Does the social Web mean the end of privacy? Are MySpace and Facebook to blame for all the personal revelations we spew out every day? Or should we blame Google and Bing, which manage to index the Web and let anyone find out gobs and gobs of information about each of us? When I Google my name (Joanna Pineda), I find lots of information that I WANT the search engines to find and index. But I also find pages that have my address, my political contributions and address, yada, yada. I’m not happy that Facebook changed its privacy settings and defaulted some of my information to be available to everyone, but I actually appreciate the more granular control that I now have over my posts, link and photos.
What do you think? Is privacy dead? How much do you reveal on social networks? Are you doing anything to keep out of the search engines?
3 replies on “Does the Social Web Mean the End of Privacy?”
I’ve been struggling with this for a while – as a person who *wants* to be seen (my public face is my author persona), I like the exposure. I’m extremely comfortable with being a public persona–however, that public person is not all of me. There is information that I don’t share and prefer to keep private.
I think we need to figure out the difference between private vs. anonymous – the first (to me) involves what level of data an individual feels comfortable disclosing. The 2nd is whether or not you want to be identified at all (i.e., when you fill out forms to access information, etc.). I think the first is a right and the second isn’t helpful. Mostly because I do want targeted marketing on sites. I do want personalization…but that’s where I draw the line. I don’t want my social security number or private physical address available to all and sundry.
For now, my goal is to make sure that nothing I personally post, whether on my site, my blog, Twitter, Facebook, etc. is information I’d not want seen by the whole world. The conundrum lies in other sites perhaps disclosing that data.
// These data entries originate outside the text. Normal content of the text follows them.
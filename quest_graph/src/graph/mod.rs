//! Quest Graph - the node and pin arena a quest is authored in.
//!
//! Nodes own their pins; pins refer to peers by id only. Removing a node
//! erases its pins from the arena, which turns every peer reference to them
//! stale. Stale references are filtered whenever connections are read.
//!
//! The main line of a quest, like the child chain of a sequence, is a
//! single chain: each node has at most one successor on its first execution
//! output. Branching is expressed with sequence nodes, not with the chain.

use serde::{Deserialize, Serialize};
use std::collections::HashMap;

use crate::{
    GraphError, GraphResult, NodeId, ObjectiveKind, ObjectiveNode, Pin, PinCategory,
    PinDirection, PinId,
};

/// Arena of objective nodes and their pins.
#[derive(Debug, Clone, Serialize, Deserialize, Default)]
pub struct QuestGraph {
    nodes: HashMap<NodeId, ObjectiveNode>,
    pins: HashMap<PinId, Pin>,
    /// Node insertion order.
    order: Vec<NodeId>,
}

impl QuestGraph {
    /// Create an empty graph.
    pub fn new() -> Self {
        Self::default()
    }

    /// Add a node, allocating its pins from its kind and settings.
    ///
    /// Entry nodes get a single execution output. Every other node gets an
    /// execution input and output; sequences also get a sequence output, and
    /// one optional output is allocated per declared optional.
    pub fn add_node(&mut self, mut node: ObjectiveNode) -> NodeId {
        let id = node.id;
        node.input = None;
        node.outputs.clear();
        node.optional_outputs.clear();

        if !node.kind.is_entry() {
            let pin = Pin::new(id, PinDirection::Input, PinCategory::Execution, "in");
            node.input = Some(pin.id);
            self.pins.insert(pin.id, pin);
        }

        let exec = Pin::new(id, PinDirection::Output, PinCategory::Execution, "out");
        node.outputs.push(exec.id);
        self.pins.insert(exec.id, exec);

        if matches!(node.kind, ObjectiveKind::Sequence(_)) {
            let seq = Pin::new(id, PinDirection::Output, PinCategory::Sequence, "sequence");
            node.outputs.push(seq.id);
            self.pins.insert(seq.id, seq);
        }

        for label in &node.settings.optionals {
            let pin = Pin::new(id, PinDirection::Output, PinCategory::Optional, label.clone());
            node.optional_outputs.push(pin.id);
            self.pins.insert(pin.id, pin);
        }

        self.order.push(id);
        self.nodes.insert(id, node);
        id
    }

    /// Allocate an extra output pin on an existing node.
    pub fn add_output_pin(
        &mut self,
        node: NodeId,
        category: PinCategory,
        name: impl Into<String>,
    ) -> GraphResult<PinId> {
        let owner = self
            .nodes
            .get_mut(&node)
            .ok_or(GraphError::UnknownNode(node))?;
        let pin = Pin::new(node, PinDirection::Output, category, name);
        let id = pin.id;
        if pin.category == PinCategory::Optional {
            owner.optional_outputs.push(id);
        } else {
            owner.outputs.push(id);
        }
        self.pins.insert(id, pin);
        Ok(id)
    }

    /// Remove a node and its pins.
    ///
    /// Peers are not touched; their references to the removed pins go stale.
    pub fn remove_node(&mut self, id: NodeId) -> Option<ObjectiveNode> {
        let node = self.nodes.remove(&id)?;
        for pin in node.pins() {
            self.pins.remove(&pin);
        }
        self.order.retain(|n| *n != id);
        Some(node)
    }

    pub fn node(&self, id: NodeId) -> Option<&ObjectiveNode> {
        self.nodes.get(&id)
    }

    pub fn pin(&self, id: PinId) -> Option<&Pin> {
        self.pins.get(&id)
    }

    pub fn contains_pin(&self, id: PinId) -> bool {
        self.pins.contains_key(&id)
    }

    /// Nodes in insertion order.
    pub fn nodes(&self) -> impl Iterator<Item = &ObjectiveNode> {
        self.order.iter().filter_map(|id| self.nodes.get(id))
    }

    pub fn len(&self) -> usize {
        self.nodes.len()
    }

    pub fn is_empty(&self) -> bool {
        self.nodes.is_empty()
    }

    /// Node owning a pin, if the pin is still alive.
    pub fn pin_owner(&self, pin: PinId) -> Option<NodeId> {
        self.pins.get(&pin).map(|p| p.owner)
    }

    /// The first entry node in insertion order.
    pub fn entry_node(&self) -> Option<NodeId> {
        self.nodes().find(|n| n.is_entry()).map(|n| n.id)
    }

    /// Connect two pins on both sides.
    ///
    /// Connecting an already-connected pair is a no-op.
    pub fn connect(&mut self, a: PinId, b: PinId) -> GraphResult<()> {
        if a == b {
            return Err(GraphError::SelfConnection(a));
        }
        let dir_a = self.pins.get(&a).ok_or(GraphError::UnknownPin(a))?.direction;
        let dir_b = self.pins.get(&b).ok_or(GraphError::UnknownPin(b))?.direction;
        if dir_a == dir_b {
            return Err(GraphError::SameDirection(a, b));
        }

        if let Some(pin) = self.pins.get_mut(&a) {
            pin.add_connection(b);
        }
        if let Some(pin) = self.pins.get_mut(&b) {
            pin.add_connection(a);
        }
        Ok(())
    }

    /// Remove a connection from both sides. Returns true if either side held it.
    pub fn disconnect(&mut self, a: PinId, b: PinId) -> bool {
        let mut removed = false;
        if let Some(pin) = self.pins.get_mut(&a) {
            removed |= pin.remove_connection(b);
        }
        if let Some(pin) = self.pins.get_mut(&b) {
            removed |= pin.remove_connection(a);
        }
        removed
    }

    /// Drop every connection of a pin, on both sides.
    pub fn disconnect_all(&mut self, pin: PinId) {
        let peers = match self.pins.get_mut(&pin) {
            Some(p) => {
                let peers = p.connections().to_vec();
                p.clear_connections();
                peers
            }
            None => return,
        };
        for peer in peers {
            if let Some(p) = self.pins.get_mut(&peer) {
                p.remove_connection(pin);
            }
        }
    }

    /// Live connections of a pin. Stale ids are skipped; an unknown pin has none.
    pub fn valid_connections(&self, pin: PinId) -> Vec<PinId> {
        self.pins
            .get(&pin)
            .map(|p| {
                p.connections()
                    .iter()
                    .copied()
                    .filter(|id| self.pins.contains_key(id))
                    .collect()
            })
            .unwrap_or_default()
    }

    pub fn first_valid_connection(&self, pin: PinId) -> Option<PinId> {
        let p = self.pins.get(&pin)?;
        p.connections()
            .iter()
            .copied()
            .find(|id| self.pins.contains_key(id))
    }

    /// Permanently remove stale ids from a pin. Returns how many were dropped.
    pub fn cleanup_stale_connections(&mut self, pin: PinId) -> usize {
        let Self { pins, .. } = self;
        let alive: Vec<PinId> = match pins.get(&pin) {
            Some(p) => p
                .connections()
                .iter()
                .copied()
                .filter(|id| pins.contains_key(id))
                .collect(),
            None => return 0,
        };
        match pins.get_mut(&pin) {
            Some(p) => p.retain_connections(|id| alive.contains(&id)),
            None => 0,
        }
    }

    /// Run [`Self::cleanup_stale_connections`] over every pin.
    pub fn cleanup_all_stale_connections(&mut self) -> usize {
        let ids: Vec<PinId> = self.pins.keys().copied().collect();
        ids.into_iter()
            .map(|id| self.cleanup_stale_connections(id))
            .sum()
    }

    /// First output of a node carrying the given category.
    pub fn find_output_by_category(&self, node: NodeId, category: &PinCategory) -> Option<PinId> {
        let node = self.nodes.get(&node)?;
        node.outputs
            .iter()
            .chain(node.optional_outputs.iter())
            .copied()
            .find(|id| self.pins.get(id).is_some_and(|p| &p.category == category))
    }

    /// Node reached through the first live connection of a pin.
    pub fn next_from_pin(&self, pin: PinId) -> Option<NodeId> {
        self.first_valid_connection(pin)
            .and_then(|peer| self.pin_owner(peer))
    }

    /// Successor of a node along its first execution output.
    pub fn next_in_chain(&self, node: NodeId) -> Option<NodeId> {
        let out = self.find_output_by_category(node, &PinCategory::Execution)?;
        self.next_from_pin(out)
    }

    /// Connect `from`'s main execution output to `to`'s input.
    pub fn link(&mut self, from: NodeId, to: NodeId) -> GraphResult<()> {
        self.link_output(from, 0, to)
    }

    /// Connect output `index` of `from` to `to`'s input.
    pub fn link_output(&mut self, from: NodeId, index: usize, to: NodeId) -> GraphResult<()> {
        let out = self.output_pin(from, index)?;
        let input = self.input_pin(to)?;
        self.connect(out, input)
    }

    /// Connect a sequence's fan-out pin to the first child of its chain.
    pub fn link_sequence(&mut self, sequence: NodeId, child: NodeId) -> GraphResult<()> {
        let out = self
            .find_output_by_category(sequence, &PinCategory::Sequence)
            .ok_or(GraphError::MissingPin {
                node: sequence,
                what: "sequence",
                index: 0,
            })?;
        let input = self.input_pin(child)?;
        self.connect(out, input)
    }

    /// Attach `optional` to optional output `index` of `parent`.
    pub fn link_optional(
        &mut self,
        parent: NodeId,
        index: usize,
        optional: NodeId,
    ) -> GraphResult<()> {
        let out = self
            .nodes
            .get(&parent)
            .ok_or(GraphError::UnknownNode(parent))?
            .optional_outputs
            .get(index)
            .copied()
            .ok_or(GraphError::MissingPin {
                node: parent,
                what: "optional",
                index,
            })?;
        let input = self.input_pin(optional)?;
        self.connect(out, input)
    }

    fn output_pin(&self, node: NodeId, index: usize) -> GraphResult<PinId> {
        self.nodes
            .get(&node)
            .ok_or(GraphError::UnknownNode(node))?
            .outputs
            .get(index)
            .copied()
            .ok_or(GraphError::MissingPin {
                node,
                what: "output",
                index,
            })
    }

    fn input_pin(&self, node: NodeId) -> GraphResult<PinId> {
        self.nodes
            .get(&node)
            .ok_or(GraphError::UnknownNode(node))?
            .input
            .ok_or(GraphError::MissingPin {
                node,
                what: "input",
                index: 0,
            })
    }
}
Is there an answer? Not really. I figure this will be a continually evolving issue as more and more users become familiar with social networking.
I agree with you Maria, I struggle with this as well. As an individual, I am extremely private when it comes to my personal life. I don’t like the fact that when you Google my name things like the price I bought my house appear, etc. But when it comes to my professional life, articles that I have written that appear in search engine then I do not mind the exposure. It’s a somewhat idealistic way of marketing myself.
I think there is a fine line between what is public and what is private, but where it begins is changing with social media.
Social networks are opt in services. What’s more troubling in my opinion is all of the peripheral things that are migrating to easier on-line models; communication and finances are a couple of good examples here. Social networks are the face of the problem (no pun intended) but really I think it’s far more deeper.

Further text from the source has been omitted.